**PROBLEM STATEMENT**
Begin at the line containing "commonly used items" and reproduce every line through the end of the entries below. Nothing else should appear.

**STORED DATA**
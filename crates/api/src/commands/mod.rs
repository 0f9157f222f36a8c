//! Host-facing commands
//!
//! Each command is a plain async function over [`AppContext`] so the CLI
//! and embedding hosts share one implementation.
//!
//! [`AppContext`]: crate::context::AppContext

mod batch;
mod oauth;
mod schema;

pub use batch::*;
pub use oauth::*;
pub use schema::*;
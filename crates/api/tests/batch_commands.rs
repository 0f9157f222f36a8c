//! Integration tests for batch commands
//!
//! Batches are read from disk, credentials from a JSON file, and every call
//! goes through the real HTTP client to a mock server.

mod support;

use ficbridge_app::{credential_source, load_batch, run_batch};
use ficbridge_core::DispatchError;
use ficbridge_domain::{BridgeError, FailurePolicy};
use serde_json::json;
use support::{context_for, write_json};
use tokio_util::sync::CancellationToken;
use wiremock::matchers::{header, method, path, query_param};
use wiremock::{Mock, MockServer, ResponseTemplate};

#[tokio::test]
async fn runs_batch_file_with_file_credentials() {
    let server = MockServer::start().await;
    Mock::given(method("GET"))
        .and(path("/c/3/company/plan_usage"))
        .and(query_param("category", "documents"))
        .and(header("authorization", "Bearer from-file"))
        .respond_with(ResponseTemplate::new(200).set_body_json(json!({ "data": { "usage": 12 } })))
        .expect(1)
        .mount(&server)
        .await;

    let dir = tempfile::tempdir().expect("temp dir");
    let batch = write_json(
        &dir,
        "batch.json",
        &json!({
            "resource": "company",
            "operation": "getPlanUsage",
            "items": [{ "index": 0, "fieldValues": { "companyId": 3, "category": "documents" } }]
        }),
    );
    let credentials =
        write_json(&dir, "credentials.json", &json!({ "oauthTokenData": { "access_token": "from-file" } }));

    let ctx = context_for(&server, FailurePolicy::FailFast);
    let request = load_batch(&batch).await.expect("batch");
    let report = run_batch(&ctx, request, credential_source(Some(&credentials)), &CancellationToken::new())
        .await
        .expect("report");

    assert_eq!(report.succeeded(), 1);
    assert_eq!(report.envelopes[0].payload, Some(json!({ "data": { "usage": 12 } })));
}

#[tokio::test]
async fn configured_policy_applies_when_batch_has_none() {
    let server = MockServer::start().await;
    Mock::given(method("GET"))
        .and(path("/c/1/entities/clients/1"))
        .respond_with(ResponseTemplate::new(404))
        .mount(&server)
        .await;
    Mock::given(method("GET"))
        .and(path("/c/1/entities/clients/2"))
        .respond_with(ResponseTemplate::new(200).set_body_json(json!({ "data": { "id": 2 } })))
        .mount(&server)
        .await;

    let dir = tempfile::tempdir().expect("temp dir");
    let batch = write_json(
        &dir,
        "batch.json",
        &json!({
            "resource": "client",
            "operation": "get",
            "items": [
                { "index": 0, "fieldValues": { "companyId": 1, "clientId": 1 } },
                { "index": 1, "fieldValues": { "companyId": 1, "clientId": 2 } }
            ]
        }),
    );
    let credentials = write_json(&dir, "credentials.json", &json!({ "access_token": "t" }));

    let ctx = context_for(&server, FailurePolicy::Continue);
    let request = load_batch(&batch).await.expect("batch");
    let report = run_batch(&ctx, request, credential_source(Some(&credentials)), &CancellationToken::new())
        .await
        .expect("report");

    assert_eq!(report.failed(), 1);
    assert_eq!(report.succeeded(), 1);
    let error = report.envelopes[0].error.as_ref().expect("error detail");
    assert_eq!(error.message, "Request failed with status code 404");
    assert_eq!(error.data, None);
}

#[tokio::test]
async fn credentials_without_token_reject_the_batch() {
    let server = MockServer::start().await;
    let dir = tempfile::tempdir().expect("temp dir");
    let batch = write_json(
        &dir,
        "batch.json",
        &json!({
            "resource": "user",
            "operation": "getInfo",
            "failurePolicy": "continue",
            "items": [{ "index": 0, "fieldValues": {} }]
        }),
    );
    let credentials = write_json(&dir, "credentials.json", &json!({ "refresh_token": "r" }));

    let ctx = context_for(&server, FailurePolicy::FailFast);
    let request = load_batch(&batch).await.expect("batch");
    let result =
        run_batch(&ctx, request, credential_source(Some(&credentials)), &CancellationToken::new()).await;

    assert!(matches!(result, Err(DispatchError::Rejected(BridgeError::MissingToken(_)))));
    assert!(server.received_requests().await.unwrap_or_default().is_empty());
}
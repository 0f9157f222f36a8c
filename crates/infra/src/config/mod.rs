//! Configuration loading and management
//!
//! This module provides utilities for loading bridge configuration from
//! environment variables and files.

pub mod loader;

// Re-export commonly used items
pub use loader::{load, load_from_env, load_from_file, probe_config_paths};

**RESPONSE TO THE EXERCISE**
// Re-export commonly used items
pub use loader::{load, load_from_env, load_from_file, probe_config_paths};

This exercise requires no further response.